*** RECORD EXTRACTS Section Begins ***
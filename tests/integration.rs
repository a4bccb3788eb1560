//! Integration tests for inkboard-layout.
//!
//! These tests load YAML dashboards through the public API and check the
//! resolved geometry, styles and event behavior from outside the crate.

use inkboard_layout::dashboard::Dashboard;
use inkboard_layout::dom::NodeId;
use inkboard_layout::geometry::{Region, Size};
use inkboard_layout::style::Color;
use inkboard_layout::surface::AssetInfo;
use inkboard_layout::testing::{
    geometry_to_string, visible_to_string, FixedAssets, RecordingSurface,
};
use inkboard_layout::Error;
use pretty_assertions::assert_eq;

fn assets() -> FixedAssets {
    FixedAssets::accept_all(AssetInfo::new(24, 24))
}

fn load(yaml: &str, width: i32, height: i32) -> Dashboard<RecordingSurface> {
    Dashboard::load(yaml, RecordingSurface::new(width, height), &assets()).unwrap()
}

fn node(dashboard: &Dashboard<RecordingSurface>, id: &str) -> NodeId {
    dashboard.lookup(id).unwrap_or_else(|| panic!("no element '{id}'"))
}

fn tile(dashboard: &Dashboard<RecordingSurface>, index: usize) -> NodeId {
    dashboard.tabs().get(index).unwrap().tile.unwrap()
}

/// The `name` part of a navigation tile.
fn tile_name(dashboard: &Dashboard<RecordingSurface>, index: usize) -> NodeId {
    let tile = tile(dashboard, index);
    dashboard.tree().children(tile)[1]
}

const BREAKFAST: &str = "\
styles:
  tokens:
    colors:
      accent: '#2c6bb0'
layouts:
  - id: breakfast
    type: GridLayout
    columns: 2
    outer_margins: 4
    inner_margins: 2
    elements:
      - {type: Button, id: eggs, text: Eggs, font_color: accent}
      - {type: Icon, id: coffee, icon: mdi:coffee}
      - type: Tile
        id: toast
        icon: mdi:bread-slice
        text: Toast
        orientation: horizontal
      - {type: Picture, id: plate, picture: plate.png, fit: cover}
  - id: elements
    type: Button
    text: Elements
popups:
  - id: settings
    title: Settings
    layout:
      type: GridLayout
      columns: 2
      elements:
        - {type: Button, id: dark-mode, text: Dark}
        - {type: Button, id: light-mode, text: Light}
  - id: about
    layout: {type: Button, text: About}
main_tabs:
  tabs:
    - {element: breakfast, name: Breakfast, icon: mdi:food}
    - {element: elements, name: Elements, icon: mdi:atom}
  active_properties:
    background_color: black
    element_properties:
      name: {font_color: white}
  inactive_properties:
    background_color: white
    element_properties:
      name: {font_color: black}
";

// ---------------------------------------------------------------------------
// Grid solving
// ---------------------------------------------------------------------------

#[test]
fn test_track_widths_sum_to_usable_size() {
    let dashboard = load(
        "layouts:\n  - id: grid\n    type: GridLayout\n    rows: 2\n    columns: 3\n    outer_margins: 5\n    inner_margins: 3\n    elements: [{type: Icon, id: a}, {type: Icon, id: b}, {type: Icon, id: c}, {type: Icon, id: d}]\n",
        203,
        101,
    );
    let snapshot = dashboard.snapshot();
    let children = dashboard.tree().children(node(&dashboard, "grid")).to_vec();
    let widths: i32 = children[..3]
        .iter()
        .map(|&c| snapshot.region(c).unwrap().width)
        .sum();
    assert_eq!(widths + 2 * 3 + 2 * 5, 203);

    let first_column_heights = snapshot.region(children[0]).unwrap().height
        + snapshot.region(children[3]).unwrap().height;
    assert_eq!(first_column_heights + 3 + 2 * 5, 101);
}

#[test]
fn test_forty_sixty_columns() {
    let dashboard = load(
        "layouts:\n  - id: grid\n    type: GridLayout\n    rows: 1\n    columns: 2\n    column_sizes: [\"w*0.4\", \"w*0.6\"]\n    elements: [{type: Button, id: left}, {type: Button, id: right}]\n",
        100,
        50,
    );
    let snapshot = dashboard.snapshot();
    assert_eq!(snapshot.region(node(&dashboard, "left")), Some(Region::new(0, 0, 40, 50)));
    assert_eq!(snapshot.region(node(&dashboard, "right")), Some(Region::new(40, 0, 60, 50)));
}

#[test]
fn test_margins_wider_than_container_overflow() {
    let err = Dashboard::load(
        "layouts:\n  - id: grid\n    type: GridLayout\n    outer_margins: 25\n    elements: [{type: Button}]\n",
        RecordingSurface::new(40, 100),
        &assets(),
    )
    .err()
    .unwrap();
    assert!(matches!(err, Error::LayoutOverflow { .. }), "{err}");
    assert_eq!(err.element(), Some("GridLayout#grid"));
}

#[test]
fn test_every_box_is_inside_its_parent() {
    let dashboard = load(BREAKFAST, 320, 240);
    let snapshot = dashboard.snapshot();
    for (node, region) in snapshot.geometry().iter() {
        if let Some(parent) = dashboard.tree().parent(node) {
            let outer = snapshot.region(parent).unwrap();
            assert!(
                outer.contains_region(region),
                "{} escapes its parent",
                dashboard.tree().describe(node)
            );
        }
    }
}

#[test]
fn test_visible_tree_snapshot() {
    let mut dashboard = load(
        "layouts:\n  - {id: breakfast, type: Button, text: Eggs}\n  - {id: elements, type: Button, text: Atoms}\nmain_tabs:\n  navigation_size: 20\n  tabs:\n    - {element: breakfast, name: Breakfast, icon: mdi:food}\n    - {element: elements, name: Elements}\n",
        200,
        100,
    );
    insta::assert_snapshot!(visible_to_string(dashboard.tree(), &dashboard.snapshot()), @r"
    TabPages 0,0 200x100
      GridLayout.navigation 0,80 200x20
        Tile.tab 0,80 100x20
          Icon.icon 0,80 100x12
          Button.name 0,92 100x8
        Tile.tab 100,80 100x20
          Icon.icon 100,80 100x12
          Button.name 100,92 100x8
      Button#breakfast 0,0 200x80
    ");

    dashboard.select_tab(1).unwrap();
    let dump = visible_to_string(dashboard.tree(), &dashboard.snapshot());
    assert_eq!(dump.lines().last(), Some("  Button#elements 0,0 200x80"));
}

// ---------------------------------------------------------------------------
// Styles
// ---------------------------------------------------------------------------

#[test]
fn test_style_resolution_is_idempotent() {
    let mut dashboard = load(BREAKFAST, 320, 240);
    let before = dashboard.snapshot();

    dashboard.surface_mut().set_size(Size::new(640, 480));
    dashboard.resize().unwrap();
    dashboard.surface_mut().set_size(Size::new(320, 240));
    dashboard.resize().unwrap();
    let after = dashboard.snapshot();

    assert_eq!(after.generation(), before.generation() + 2);
    for (node, _) in dashboard.tree().iter() {
        assert_eq!(after.style(node), before.style(node));
        assert_eq!(after.region(node), before.region(node));
        assert_eq!(after.content(node), before.content(node));
    }
}

#[test]
fn test_tokens_resolve_to_colors() {
    let dashboard = load(BREAKFAST, 320, 240);
    let eggs = dashboard.snapshot().style(node(&dashboard, "eggs")).cloned().unwrap();
    assert_eq!(eggs.font_color, Color::rgb(0x2c, 0x6b, 0xb0));
    assert_eq!(eggs.text.as_deref(), Some("Eggs"));
    assert_eq!(eggs.background_color, Color::TRANSPARENT);
}

#[test]
fn test_variant_overrides_follow_selection() {
    let mut dashboard = load(BREAKFAST, 320, 240);
    let font = |d: &Dashboard<RecordingSurface>, index| {
        d.snapshot().style(tile_name(d, index)).unwrap().font_color
    };
    assert_eq!(font(&dashboard, 0), Color::WHITE);
    assert_eq!(font(&dashboard, 1), Color::BLACK);

    dashboard.select_tab(1).unwrap();
    assert_eq!(font(&dashboard, 0), Color::BLACK);
    assert_eq!(font(&dashboard, 1), Color::WHITE);

    // Overrides never leak onto same-named elements outside the tiles.
    let eggs = dashboard.snapshot().style(node(&dashboard, "eggs")).cloned().unwrap();
    assert_eq!(eggs.background_color, Color::TRANSPARENT);
}

#[test]
fn test_tile_restyle_round_trip_is_stable() {
    let mut dashboard = load(BREAKFAST, 320, 240);
    let before = dashboard.snapshot();
    dashboard.select_tab(1).unwrap();
    dashboard.select_tab(0).unwrap();
    let after = dashboard.snapshot();
    for index in 0..2 {
        for node in dashboard.tree().walk_depth_first(tile(&dashboard, index)) {
            assert_eq!(after.style(node), before.style(node));
        }
    }
}

// ---------------------------------------------------------------------------
// Tabs
// ---------------------------------------------------------------------------

#[test]
fn test_selecting_elements_tab() {
    let mut dashboard = load(BREAKFAST, 320, 240);
    assert!(dashboard.select_tab(1).unwrap());
    let snapshot = dashboard.snapshot();
    assert_eq!(snapshot.page(), Some(node(&dashboard, "elements")));
    assert_eq!(dashboard.tabs().current_tab().unwrap().name, "Elements");

    let dirty = dashboard.surface().dirty_regions().len();
    assert!(!dashboard.select_tab(1).unwrap());
    assert_eq!(dashboard.snapshot().generation(), snapshot.generation());
    assert_eq!(dashboard.surface().dirty_regions().len(), dirty);
}

#[test]
fn test_tab_change_dirty_region_covers_page_and_tiles() {
    let mut dashboard = load(BREAKFAST, 320, 240);
    dashboard.surface_mut().take_dirty();
    dashboard.select_tab(1).unwrap();

    let snapshot = dashboard.snapshot();
    let dirty = dashboard.surface().dirty_regions().to_vec();
    assert_eq!(dirty.len(), 1);
    let page = snapshot.region(node(&dashboard, "elements")).unwrap();
    assert!(dirty[0].contains_region(page));
    for index in 0..2 {
        assert!(dirty[0].contains_region(snapshot.region(tile(&dashboard, index)).unwrap()));
    }
}

#[test]
fn test_unknown_tab_name() {
    let mut dashboard = load(BREAKFAST, 320, 240);
    let err = dashboard.select_tab_by_name("Lunch").unwrap_err();
    assert!(matches!(err, Error::ConfigurationSchema { .. }));
    assert_eq!(dashboard.tabs().current(), 0);
}

// ---------------------------------------------------------------------------
// Popups
// ---------------------------------------------------------------------------

#[test]
fn test_popup_conflict_keeps_base_geometry() {
    let mut dashboard = load(BREAKFAST, 320, 240);
    let base = node(&dashboard, "breakfast");
    let before = geometry_to_string(dashboard.tree(), dashboard.snapshot().geometry(), base);

    dashboard.open_popup("settings").unwrap();
    let err = dashboard.open_popup("about").unwrap_err();
    assert!(matches!(err, Error::PopupConflict { .. }));
    assert_eq!(dashboard.snapshot().active_popup(), Some("settings"));

    let after = geometry_to_string(dashboard.tree(), dashboard.snapshot().geometry(), base);
    assert_eq!(after, before);
}

#[test]
fn test_popup_geometry_is_independent_of_tabs() {
    let mut dashboard = load(BREAKFAST, 320, 240);
    let popup = dashboard.popups().node("settings").unwrap();
    let dump = |d: &Dashboard<RecordingSurface>| {
        geometry_to_string(d.tree(), d.snapshot().geometry(), popup)
    };
    let first = dump(&dashboard);
    dashboard.select_tab(1).unwrap();
    dashboard.open_popup("settings").unwrap();
    assert_eq!(dump(&dashboard), first);

    insta::assert_snapshot!(first, @r"
    PopupMenu#settings 32,48 256x144
      Button.title 32,48 256x22
      GridLayout 32,70 256x122
        Button#dark-mode 32,70 128x122
        Button#light-mode 160,70 128x122
    ");
}

#[test]
fn test_popup_open_and_close_report_popup_box() {
    let mut dashboard = load(BREAKFAST, 320, 240);
    dashboard.surface_mut().take_dirty();
    let popup = dashboard.popups().node("about").unwrap();
    let region = dashboard.snapshot().region(popup).unwrap();

    assert!(dashboard.open_popup("about").unwrap());
    assert!(dashboard.close_popup());
    assert_eq!(dashboard.surface().dirty_regions(), &[region, region]);
}

// ---------------------------------------------------------------------------
// Assets
// ---------------------------------------------------------------------------

#[test]
fn test_picture_cover_fills_its_box() {
    let assets = FixedAssets::accept_all(AssetInfo::new(24, 24))
        .with("plate.png", AssetInfo::new(400, 100));
    let dashboard = Dashboard::load(BREAKFAST, RecordingSurface::new(320, 240), &assets).unwrap();
    let plate = node(&dashboard, "plate");
    let snapshot = dashboard.snapshot();
    let area = snapshot.region(plate).unwrap();
    let content = snapshot.content(plate).unwrap();
    assert_eq!(content.visible, area);
    assert!(content.image.width >= area.width);
    assert!(content.image.height >= area.height);
}

#[test]
fn test_unresolvable_icon_fails_load() {
    let assets = FixedAssets::new().with("mdi:food", AssetInfo::new(24, 24));
    let err = Dashboard::load(BREAKFAST, RecordingSurface::new(320, 240), &assets)
        .err()
        .unwrap();
    assert!(matches!(err, Error::ConfigurationSchema { .. }));
}

// ---------------------------------------------------------------------------
// Configuration
// ---------------------------------------------------------------------------

#[test]
fn test_templates_expand_into_elements() {
    let dashboard = load(
        "templates:\n  labelled:\n    defaults:\n      color: black\n    element:\n      type: Button\n      id: !tmp_var id\n      text: !tmp_var label\n      font_color: !tmp_var color\nlayouts:\n  - id: home\n    type: GridLayout\n    columns: 2\n    elements:\n      - {type: 'template:labelled', id: one, label: One}\n      - {type: 'template:labelled', id: two, label: Two, color: red}\n",
        200,
        100,
    );
    let snapshot = dashboard.snapshot();
    let one = snapshot.style(node(&dashboard, "one")).unwrap();
    let two = snapshot.style(node(&dashboard, "two")).unwrap();
    assert_eq!(one.text.as_deref(), Some("One"));
    assert_eq!(one.font_color, Color::BLACK);
    assert_eq!(two.font_color, Color::rgb(255, 0, 0));
}

#[test]
fn test_reference_cycle_is_rejected() {
    let err = Dashboard::load(
        "layouts:\n  - {id: a, type: GridLayout, elements: [b]}\nelements:\n  - {id: b, type: GridLayout, elements: [a]}\n",
        RecordingSurface::new(100, 100),
        &assets(),
    )
    .err()
    .unwrap();
    assert!(matches!(err, Error::ConfigurationSchema { .. }));
    assert!(err.to_string().contains("cycle"), "{err}");
}

#[test]
fn test_duplicate_identifier_is_rejected() {
    let err = Dashboard::load(
        "elements:\n  - {id: clock, type: Button}\n  - {id: clock, type: Icon}\nlayouts:\n  - {id: home, type: Button}\n",
        RecordingSurface::new(100, 100),
        &assets(),
    )
    .err()
    .unwrap();
    assert_eq!(err.element(), Some("clock"));
    assert_eq!(err.property(), Some("id"));
}

#[test]
fn test_bad_expression_names_element() {
    let err = Dashboard::load(
        "layouts:\n  - id: home\n    type: GridLayout\n    outer_margins: \"w*0.1 +\"\n",
        RecordingSurface::new(100, 100),
        &assets(),
    )
    .err()
    .unwrap();
    assert!(matches!(err, Error::Expression { .. }));
    assert_eq!(err.element(), Some("GridLayout#home"));
    assert_eq!(err.property(), Some("outer_margins"));
}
*** RECORD EXTRACTS Section Ends ***
__WHAT IS BEING ASKED__: Examine each line of the listing for the word "generation" and state only how many lines contain it.

__EXERCISE RESULT__: 2